I was a rookie sensation, and I was going to change the game of basketball forever.
I was drafted by the Chicago Bulls as the number one pick in the 2019 NBA Draft.
I was 6’6”, 215 pounds, and I had a 7’0” wingspan.
I could jump out of the gym, and my vertical leap was measured at 48 inches.
I had a lightning quick first step, and I could blow by any defender with ease.
I had a silky smooth jump shot, and I could shoot from anywhere on the court with deadly accuracy.
I had an incredible basketball IQ, and I could read defenses like a book.
I had an unmatched work ethic, and I was always the first one in the gym and the last one to leave.
But what set me apart from every other player in the league was my killer instinct.
My will to win was second to none, and I would do whatever it took to come out on top.
I was Michael Jordan, and I was about to take the NBA by storm.
When I entered the NBA as a rookie, I left my mark on the league from day one.
My debut game against the Washington Wizards was nothing short of extraordinary.
I scored 37 points, breaking the record for most points in a debut game by a rookie.
I threw down several highlight-reel dunks, and I hit the game-winner with less than a second left on the clock.
My performance was all over SportsCenter and social media, and I had fans, analysts, and players across the league buzzing.
One of those players was Kobe Bryant, who had been traded to the Los Angeles Lakers in a draft day blockbuster.
Kobe was entering his second season in the league, and he was already considered one of the best young players in the NBA.
He had watched my debut game on TV, and he was blown away by what he saw.
Kobe could see that I was something special, and that I had the potential to change the game of basketball forever.
He reached out to me after my debut, and we struck up a friendship.
Kobe was someone that I looked up to as a player and as a person, and we hit it off right away.
We started talking regularly, and Kobe became my mentor as I navigated my rookie season in the league.

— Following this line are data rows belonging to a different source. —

//! Caller identity extracted from gateway headers.
//!
//! Authentication happens upstream; the gateway forwards the verified user
//! id in `x-user-id` and, for staff, `x-role: admin`.

use axum::extract::FromRequestParts;
use axum::http::request::Parts;
use common::StudentId;
use engine::{Requester, Role};

use crate::error::ApiError;

pub const USER_ID_HEADER: &str = "x-user-id";
pub const ROLE_HEADER: &str = "x-role";

/// Any authenticated caller.
#[derive(Debug, Clone, Copy)]
pub struct Caller(pub Requester);

impl Caller {
    pub fn student_id(&self) -> StudentId {
        self.0.student_id
    }
}

impl<S: Send + Sync> FromRequestParts<S> for Caller {
    type Rejection = ApiError;

    async fn from_request_parts(parts: &mut Parts, _state: &S) -> Result<Self, Self::Rejection> {
        requester_from(parts).map(Caller).inspect_err(|_| {
            metrics::counter!("api_unauthorized_requests_total").increment(1);
        })
    }
}

/// A caller holding the admin role.
#[derive(Debug, Clone, Copy)]
pub struct AdminCaller(pub Requester);

impl<S: Send + Sync> FromRequestParts<S> for AdminCaller {
    type Rejection = ApiError;

    async fn from_request_parts(parts: &mut Parts, state: &S) -> Result<Self, Self::Rejection> {
        let Caller(requester) = Caller::from_request_parts(parts, state).await?;
        requester.require_admin()?;
        Ok(AdminCaller(requester))
    }
}

fn requester_from(parts: &Parts) -> Result<Requester, ApiError> {
    let user_id = header(parts, USER_ID_HEADER)?
        .ok_or_else(|| ApiError::Unauthorized("Missing caller identity".to_string()))?;
    let uuid = uuid::Uuid::parse_str(user_id)
        .map_err(|e| ApiError::Unauthorized(format!("Invalid {USER_ID_HEADER}: {e}")))?;

    let role = match header(parts, ROLE_HEADER)? {
        Some(role) => role
            .parse::<Role>()
            .map_err(|e| ApiError::Unauthorized(e.to_string()))?,
        None => Role::default(),
    };

    Ok(Requester {
        student_id: StudentId::from_uuid(uuid),
        role,
    })
}

fn header<'a>(parts: &'a Parts, name: &str) -> Result<Option<&'a str>, ApiError> {
    parts
        .headers
        .get(name)
        .map(|value| {
            value
                .to_str()
                .map(str::trim)
                .map_err(|_| ApiError::Unauthorized(format!("Invalid {name} header")))
        })
        .transpose()
}

#[cfg(test)]
mod tests {
    use axum::http::Request;

    use super::*;

    fn parts(headers: &[(&str, &str)]) -> Parts {
        let mut builder = Request::builder().uri("/");
        for (name, value) in headers {
            builder = builder.header(*name, *value);
        }
        builder.body(()).unwrap().into_parts().0
    }

    #[test]
    fn reads_student_identity() {
        let id = uuid::Uuid::new_v4();
        let header = id.to_string();
        let requester = requester_from(&parts(&[(USER_ID_HEADER, header.as_str())])).unwrap();
        assert_eq!(requester.student_id, StudentId::from_uuid(id));
        assert_eq!(requester.role, Role::Student);
    }

    #[test]
    fn reads_admin_role() {
        let id = uuid::Uuid::new_v4().to_string();
        let requester =
            requester_from(&parts(&[(USER_ID_HEADER, id.as_str()), (ROLE_HEADER, "Admin")]))
                .unwrap();
        assert!(requester.is_admin());
    }

    #[test]
    fn rejects_missing_or_malformed_identity() {
        assert!(matches!(
            requester_from(&parts(&[])),
            Err(ApiError::Unauthorized(_))
        ));
        assert!(matches!(
            requester_from(&parts(&[(USER_ID_HEADER, "student-42")])),
            Err(ApiError::Unauthorized(_))
        ));

        let id = uuid::Uuid::new_v4().to_string();
        assert!(matches!(
            requester_from(&parts(&[(USER_ID_HEADER, id.as_str()), (ROLE_HEADER, "root")])),
            Err(ApiError::Unauthorized(_))
        ));
    }
}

It wasn’t always easy for me at first.
The NBA game is incredibly fast and physical, and it took me some time to adjust to the speed and intensity of play at this level.
I struggled with my shot early on, and I had some games where I looked lost out on the court.
But once I got my feet wet and adapted to the pace of the game, I started to show what I could do.
I finished my rookie season averaging 14.4 points, 5.1 rebounds, 2.7 assists, 1.3 steals, and 1.1 blocks per game.
I shot 47% from the field and 35% from three-point range.
While those numbers were solid for a first-year player, they didn’t do justice to the impact that I had on my team and on the league as a whole.
I was an elite defender from day one and was named to the All-Defensive Second Team in my rookie year.
I could guard multiple positions, and I had a knack for coming up with big steals and blocks in crucial moments.
As a scorer, my pure athleticism allowed me to get to the basket at will, where I could finish over defenders with ease or draw fouls with my incredible body control.
And while shooting was not my primary strength, I was still able to knock down open jumpers consistently, which made me difficult to guard when driving to the basket.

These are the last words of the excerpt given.